# Totalled my helmet => Crash replacement plan ?



## David C (May 25, 2011)

Hi, I bought a Giro Flak helmet 2 years ago and crashed it yesterday on a DH run. I went OTB and landed head down first on a rock bed trail and did a front flip/roll and hurt my lower-back that wasn't protected by my hydration back pack. I also busted my hydration bladder (punctured).

Beside my back pain and bloody elbow, I had no injuries, thanks to my helmet. I was even surprised as I took a major hit and my head and neck were the only part of me to take G force hit. A bit like this guy, except I had no protection other than my helmet :









This is me that day (the crash happened on the last run) :









See the attached pics of the helmet foam/shell gap (1/4") and a few scratches on the shell, but no cracks. Plus my right arm/elbow.

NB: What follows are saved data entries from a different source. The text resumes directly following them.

//! `--dump-cfg`/`-c <out>`: the annotated CFG in DOT form, written to
//! `<out>` (spec §6). Grounded on the teacher's `decompress_til.rs`,
//! which is likewise "transform in memory, write the result to one
//! output path."

use std::fs;
use std::path::Path;

use anyhow::{Context, Result};

use liftgraph::cfg::BlockGraph;
use liftgraph::render::{render_dot, RenderSettings};

pub fn dump_cfg(graph: &BlockGraph, settings: RenderSettings, out: &Path) -> Result<()> {
    let dot = render_dot(graph, settings);
    fs::write(out, dot).with_context(|| format!("failed to write {}", out.display()))
}
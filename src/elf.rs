//! ELF and raw-bytes loading (spec §4.8, out of scope for the core's own
//! analyses but the narrow surface it is fed through). Grounded on the
//! original `loadelf.c`'s section/symbol lookup and machine-to-architecture
//! mapping, re-expressed atop the `object` crate (the pack's own ELF
//! reader, from the `bytecodealliance-wasmtime` example) instead of the
//! hand-rolled 32/64-bit, endian-aware struct overlays the C used.

use std::fs;
use std::path::Path;

use anyhow::{bail, Context, Result};
use object::{Object, ObjectSection, ObjectSymbol};

use crate::arch::Architecture;

/// One contiguous byte region to lift, plus the guest address it starts
/// at and the architecture it should be lifted as (when known — raw
/// offset/stdin modes require `--arch` from the caller instead).
pub struct LoadedRegion {
    pub bytes: Vec<u8>,
    pub guest_addr: u64,
    pub architecture: Option<Architecture>,
}

fn read_file(path: &Path) -> Result<Vec<u8>> {
    fs::read(path).with_context(|| format!("failed to read {}", path.display()))
}

fn infer_architecture(file: &object::File) -> Option<Architecture> {
    Architecture::from_object(file.architecture())
}

/// `--section <name>`: looks up an ELF section by name and returns its
/// full contents starting at its load address.
pub fn load_section(path: &Path, section_name: &str) -> Result<LoadedRegion> {
    let data = read_file(path)?;
    let file = object::File::parse(&*data).context("malformed ELF file")?;
    let section = file
        .section_by_name(section_name)
        .with_context(|| format!("no section named \"{section_name}\""))?;
    let guest_addr = section.address();
    let bytes = section.data().context("failed to read section data")?.to_vec();
    Ok(LoadedRegion {
        bytes,
        guest_addr,
        architecture: infer_architecture(&file),
    })
}

/// `--function <symbol>`: resolves a symbol to an address and size, then
/// reads that many bytes from whichever section contains it.
pub fn load_function(path: &Path, symbol_name: &str) -> Result<LoadedRegion> {
    let data = read_file(path)?;
    let file = object::File::parse(&*data).context("malformed ELF file")?;
    let symbol = file
        .symbols()
        .find(|s| s.name() == Ok(symbol_name))
        .with_context(|| format!("unresolvable symbol \"{symbol_name}\""))?;
    let guest_addr = symbol.address();
    let size = symbol.size();
    if size == 0 {
        bail!("symbol \"{symbol_name}\" has size 0; nothing to lift");
    }
    let section_index = symbol.section_index().with_context(|| format!("symbol \"{symbol_name}\" is not defined in any section"))?;
    let section = file.section_by_index(section_index).context("symbol's section index is out of range")?;
    let section_data = section.data().context("failed to read section data")?;
    let offset_in_section = guest_addr
        .checked_sub(section.address())
        .context("symbol address precedes its own section")?;
    let start = usize::try_from(offset_in_section).context("symbol offset overflowed usize")?;
    let len = usize::try_from(size).context("symbol size overflowed usize")?;
    let end = start.checked_add(len).filter(|&e| e <= section_data.len()).context("symbol range runs past the end of its section")?;
    Ok(LoadedRegion {
        bytes: section_data[start..end].to_vec(),
        guest_addr,
        architecture: infer_architecture(&file),
    })
}

/// `--offset/--length`: a raw slice of the file, with no symbol/section
/// structure assumed. Architecture inference still runs if the file
/// happens to parse as an object file; `--arch` is required regardless
/// (spec §6) since arbitrary offsets need not point at a recognizable
/// container.
pub fn load_offset(path: &Path, offset: u64, length: u64) -> Result<LoadedRegion> {
    let data = read_file(path)?;
    let start = usize::try_from(offset).context("offset overflowed usize")?;
    let len = usize::try_from(length).context("length overflowed usize")?;
    let end = start.checked_add(len).filter(|&e| e <= data.len()).context("offset+length runs past the end of the file")?;
    let architecture = object::File::parse(&*data).ok().as_ref().and_then(infer_architecture);
    Ok(LoadedRegion {
        bytes: data[start..end].to_vec(),
        guest_addr: offset,
        architecture,
    })
}

/// `--bytes`: an already-read buffer (stdin), with no address or
/// architecture information beyond what the caller supplies.
pub fn load_raw_bytes(bytes: Vec<u8>, guest_addr: u64) -> LoadedRegion {
    LoadedRegion {
        bytes,
        guest_addr,
        architecture: None,
    }
}
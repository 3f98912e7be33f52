//! `--analyze-reg-src`/`-r <hex>:<ulong>:<ulong>` argument parsing (spec
//! §6): guest address of the source-level instruction, IR-instruction
//! offset within it, and operand index including outputs.

use anyhow::{bail, Context, Result};

use liftgraph::request::SourceQuery;

pub fn parse_source_query(raw: &str) -> Result<SourceQuery> {
    let mut parts = raw.split(':');
    let (Some(addr_part), Some(offset_part), Some(operand_part), None) =
        (parts.next(), parts.next(), parts.next(), parts.next())
    else {
        bail!("--analyze-reg-src expects <hex>:<ulong>:<ulong>, got \"{raw}\"");
    };

    let addr_part = addr_part.trim_start_matches("0x").trim_start_matches("0X");
    let guest_addr = u64::from_str_radix(addr_part, 16).with_context(|| format!("invalid hex address \"{addr_part}\""))?;
    let ir_offset_in_instruction: usize = offset_part.parse().with_context(|| format!("invalid IR offset \"{offset_part}\""))?;
    let operand_index: usize = operand_part.parse().with_context(|| format!("invalid operand index \"{operand_part}\""))?;

    Ok(SourceQuery {
        guest_addr,
        ir_offset_in_instruction,
        operand_index,
    })
}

Now I called Giro and they offer a crash replacement plan on their helmet. For my model which is normally $45 MSRP (paid mine $45 including taxes), they can offer me the same one for $32.50 including taxes and since they are close to my home, I can go there and don't have to pay shipping fees. So I need to buy a new helmet indeed, but I was thinking about keeping this one in a box and when my kids will ask me why they have to wear a helmet, I'll have something to show how important helmets are and why they have to wear one. This helmet saved my life and I'm glad I always wear one, otherwise they would still be shoveling my brain off the trail.

But I believe I saw a helmet company advertising for a crash replacement plan that they would give you a new helmet for free if your crash yours (in between 5 years) ? Might also be in the motorcycle industry, I don't remember. Anyone ?

Thanks !


----------



## thrasher_s (Oct 5, 2009)

Do you have a crash replacement plan for your teeth?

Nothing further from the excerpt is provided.